Test results taken from half a million 15-year-olds across the globe once again indicate that the United States has a lot to learn about STEM education.
“American 15-year-olds are still well behind their peers in top-performing nations across the globe,” said U.S. Secretary of Education Arne Duncan at a recent online event announcing the results of the 2012 Program for International Student Assessment (PISA).
Calling U.S. performance on the test a “picture of educational stagnation,” Duncan warned that the “brutal truth—that urgent reality—must serve as a wake-up call against educational complacency and low expectations.”

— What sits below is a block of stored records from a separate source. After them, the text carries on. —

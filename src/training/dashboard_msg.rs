use crate::game::Frame;

/// Per-episode metrics sent from the training thread to the dashboard.
#[derive(Debug, Clone)]
pub struct MetricsSnapshot {
    pub episode: usize,
    pub total_episodes: usize,
    pub reward: f32,
    pub average_reward: f32,
    pub loss: Option<f32>,
    pub entropy: Option<f32>,
    pub episode_length: usize,
    pub win_rate: f32,
    pub episodes_per_sec: f32,
}

/// Spectator frame of the episode in progress.
#[derive(Debug, Clone)]
pub struct LiveFrame {
    pub frame: Frame,
    pub step: usize,
}

/// Updates sent from the training thread to the UI.
#[derive(Debug, Clone)]
pub enum TrainingUpdate {
    Metrics(MetricsSnapshot),
    Live(LiveFrame),
    Skipped { episode: usize, reason: String },
    Finished,
    Failed(String),
}
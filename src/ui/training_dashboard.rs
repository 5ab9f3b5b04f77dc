use std::collections::VecDeque;

use crate::game::Frame;
use crate::training::dashboard_msg::{LiveFrame, MetricsSnapshot};

const MAX_HISTORY: usize = 500;

/// Status of the training run.
#[derive(Debug, Clone, Copy, PartialEq, Eq)]
pub enum TrainingStatus {
    Running,
    Paused,
    Finished,
    Failed,
}

/// Dashboard state holding history buffers and current values.
pub struct DashboardState {
    // History buffers: (episode, value)
    pub reward_history: VecDeque<(f64, f64)>,
    pub average_history: VecDeque<(f64, f64)>,
    pub loss_history: VecDeque<(f64, f64)>,
    pub length_history: VecDeque<u64>,

    pub episode: usize,
    pub total_episodes: usize,
    pub reward: f32,
    pub average_reward: f32,
    pub loss: Option<f32>,
    pub entropy: Option<f32>,
    pub episode_length: usize,
    pub win_rate: f32,
    pub episodes_per_sec: f32,
    pub skipped_updates: usize,

    pub live_frame: Option<Frame>,
    pub live_step: usize,

    pub status: TrainingStatus,
    pub last_skip: Option<String>,
    pub failure: Option<String>,
}

impl DashboardState {
    pub fn new(total_episodes: usize) -> Self {
        DashboardState {
            reward_history: VecDeque::new(),
            average_history: VecDeque::new(),
            loss_history: VecDeque::new(),
            length_history: VecDeque::new(),

            episode: 0,
            total_episodes,
            reward: 0.0,
            average_reward: 0.0,
            loss: None,
            entropy: None,
            episode_length: 0,
            win_rate: 0.0,
            episodes_per_sec: 0.0,
            skipped_updates: 0,

            live_frame: None,
            live_step: 0,

            status: TrainingStatus::Running,
            last_skip: None,
            failure: None,
        }
    }

    /// Apply a metrics snapshot from the training thread.
    pub fn apply_metrics(&mut self, snap: &MetricsSnapshot) {
        self.episode = snap.episode;
        self.total_episodes = snap.total_episodes;
        self.reward = snap.reward;
        self.average_reward = snap.average_reward;
        self.entropy = snap.entropy.or(self.entropy);
        self.episode_length = snap.episode_length;
        self.win_rate = snap.win_rate;
        self.episodes_per_sec = snap.episodes_per_sec;

        let ep = snap.episode as f64;
        push_capped(&mut self.reward_history, (ep, snap.reward as f64));
        push_capped(&mut self.average_history, (ep, snap.average_reward as f64));
        push_capped(&mut self.length_history, snap.episode_length as u64);

        // Skipped updates carry no loss; keep the last known value on screen.
        if let Some(loss) = snap.loss {
            self.loss = Some(loss);
            push_capped(&mut self.loss_history, (ep, loss as f64));
        }
    }

    pub fn apply_live(&mut self, live: LiveFrame) {
        self.live_step = live.step;
        self.live_frame = Some(live.frame);
    }

    pub fn apply_skip(&mut self, episode: usize, reason: String) {
        self.skipped_updates += 1;
        self.last_skip = Some(format!("ep {}: {}", episode, reason));
    }

    pub fn fail(&mut self, message: String) {
        self.status = TrainingStatus::Failed;
        self.failure = Some(message);
    }

    /// Progress ratio [0.0, 1.0].
    pub fn progress(&self) -> f64 {
        if self.total_episodes == 0 {
            return 0.0;
        }
        self.episode as f64 / self.total_episodes as f64
    }
}

fn push_capped<T>(buffer: &mut VecDeque<T>, value: T) {
    buffer.push_back(value);
    if buffer.len() > MAX_HISTORY {
        buffer.pop_front();
    }
}

#[cfg(test)]
mod tests {
    use super::*;
    use crate::game::BACKGROUND;

    fn snapshot(episode: usize, loss: Option<f32>) -> MetricsSnapshot {
        MetricsSnapshot {
            episode,
            total_episodes: 1000,
            reward: 0.5,
            average_reward: 0.25,
            loss,
            entropy: Some(1.05),
            episode_length: 120,
            win_rate: 0.4,
            episodes_per_sec: 3.0,
        }
    }

    #[test]
    fn test_apply_metrics_updates_fields() {
        let mut state = DashboardState::new(1000);
        state.apply_metrics(&snapshot(100, Some(0.05)));

        assert_eq!(state.episode, 100);
        assert_eq!(state.total_episodes, 1000);
        assert!((state.reward - 0.5).abs() < 1e-6);
        assert!((state.average_reward - 0.25).abs() < 1e-6);
        assert_eq!(state.loss, Some(0.05));
        assert_eq!(state.entropy, Some(1.05));
        assert_eq!(state.episode_length, 120);
        assert!((state.win_rate - 0.4).abs() < 1e-6);
        assert_eq!(state.reward_history.len(), 1);
        assert_eq!(state.average_history.len(), 1);
        assert_eq!(state.loss_history.len(), 1);
        assert_eq!(state.length_history.len(), 1);
    }

    #[test]
    fn test_skipped_update_keeps_last_loss() {
        let mut state = DashboardState::new(1000);
        state.apply_metrics(&snapshot(1, Some(0.3)));
        state.apply_metrics(&snapshot(2, None));
        state.apply_skip(2, "degenerate returns".into());

        assert_eq!(state.loss, Some(0.3));
        assert_eq!(state.loss_history.len(), 1);
        assert_eq!(state.reward_history.len(), 2);
        assert_eq!(state.skipped_updates, 1);
        assert!(state.last_skip.as_deref().unwrap().contains("ep 2"));
    }

    #[test]
    fn test_history_caps_at_500() {
        let mut state = DashboardState::new(10_000);
        for i in 0..600 {
            state.apply_metrics(&snapshot(i, Some(0.1)));
        }

        assert_eq!(state.reward_history.len(), 500);
        assert_eq!(state.average_history.len(), 500);
        assert_eq!(state.loss_history.len(), 500);
        assert_eq!(state.length_history.len(), 500);
        assert_eq!(state.reward_history.front().unwrap().0, 100.0);
    }

    #[test]
    fn test_apply_live_stores_frame() {
        let mut state = DashboardState::new(10);
        state.apply_live(LiveFrame {
            frame: Frame::filled(4, 4, BACKGROUND),
            step: 7,
        });
        assert_eq!(state.live_step, 7);
        assert!(state.live_frame.is_some());
    }

    #[test]
    fn test_fail_sets_status() {
        let mut state = DashboardState::new(10);
        state.fail("boom".into());
        assert_eq!(state.status, TrainingStatus::Failed);
        assert_eq!(state.failure.as_deref(), Some("boom"));
    }

    #[test]
    fn test_progress() {
        let mut state = DashboardState::new(1000);
        assert!((state.progress() - 0.0).abs() < 1e-6);

        state.episode = 500;
        assert!((state.progress() - 0.5).abs() < 1e-6);

        state.episode = 1000;
        assert!((state.progress() - 1.0).abs() < 1e-6);
    }
}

The Organization for Economic Cooperation and Development (OECD) has been using PISA to test the knowledge and skills of the world’s 15-year-olds every three years since 2000.
PISA, which covers reading, math and science, is designed to show how well students can extrapolate from what they have learned and apply that knowledge in new settings.
Though American performance remained basically unchanged, many participating countries and economies improved their scores in at least one area, causing U.S. students to slip in the rankings compared to 2009.
PISA is administered in 65 countries, but the U.S. is commonly bench-marked against the other 33 OECD members, most of which are developed nations with high-income economies. Compared to students of other countries in this group, American 15-year-olds are average performers in reading and science and below average in math. They rank 17th out of the 34 nations in reading, 21st in science, and 26th in math (down from 14th, 17th and 25th, respectively, in 2009).
“In a knowledge-based global economy, where education is more important than ever before both to individual success and collective prosperity, our students are basically losing ground. We’re running in place as other high-performing countries start to lap us,” Duncan said.
Math—American students’ most challenging subject—received special focus on the 2012 PISA. Results show that the U.S. has a higher-than-average proportion of under-performing students, coupled with a below-average share of top performers.
Twenty-six percent of American 15-year-olds don’t reach the PISA baseline Level 2 of math proficiency, “at which level students begin to demonstrate the skills that will enable them to participate effectively and productively in life.” By contrast, in China, Korea, and Singapore, 10 percent of students or fewer are poor performers in mathematics.
At the opposite end of the spectrum, only two percent of students in the U.S. reach the highest level (Level 6) of performance in mathematics, compared with a OECD average of three percent and 31 percent of students in Shanghai. Level 6 students “can develop and work with models for complex situations, and work strategically using broad, well-developed thinking and reasoning skills.”
The OECD’s key findings report for the U.S. includes this worrying summary of math performance on the 2012 test:
“Students in the United States have particular strengths in cognitively less-demanding mathematical skills and abilities, such as extracting single values from diagrams or handling well-structured formulae. They have particular weaknesses in items with higher cognitive demands, such as taking real-world situations, translating them into mathematical terms, and interpreting mathematical aspects in real-world problems.”
All the more sobering when you consider that the U.S. spends more per student than 61 of the 65 countries where the test was taken. Only Austria, Luxembourg, Norway, and Switzerland outspend America. Vietnam, a country with a poverty rate of 79 percent, outperformed the U.S. in all three tested subjects.
Though the rankings are instructive, the real value of the report lies in the information about how top-performing countries and economies achieve their excellent results. According to Duncan, there are some stand-out characteristics of better performing nations. Top performers tend to be laser-focused on developing college and career-ready skills and they also have universal access to quality early childhood education.
“The 2012 PISA results show that America is falling well short of our aspirational goals for education,” Duncan concluded. “We have an amazing chance to learn from our colleagues across the globe and take to scale what we know makes a difference in students’ lives. The fight for both equity and excellence should motivate us all.”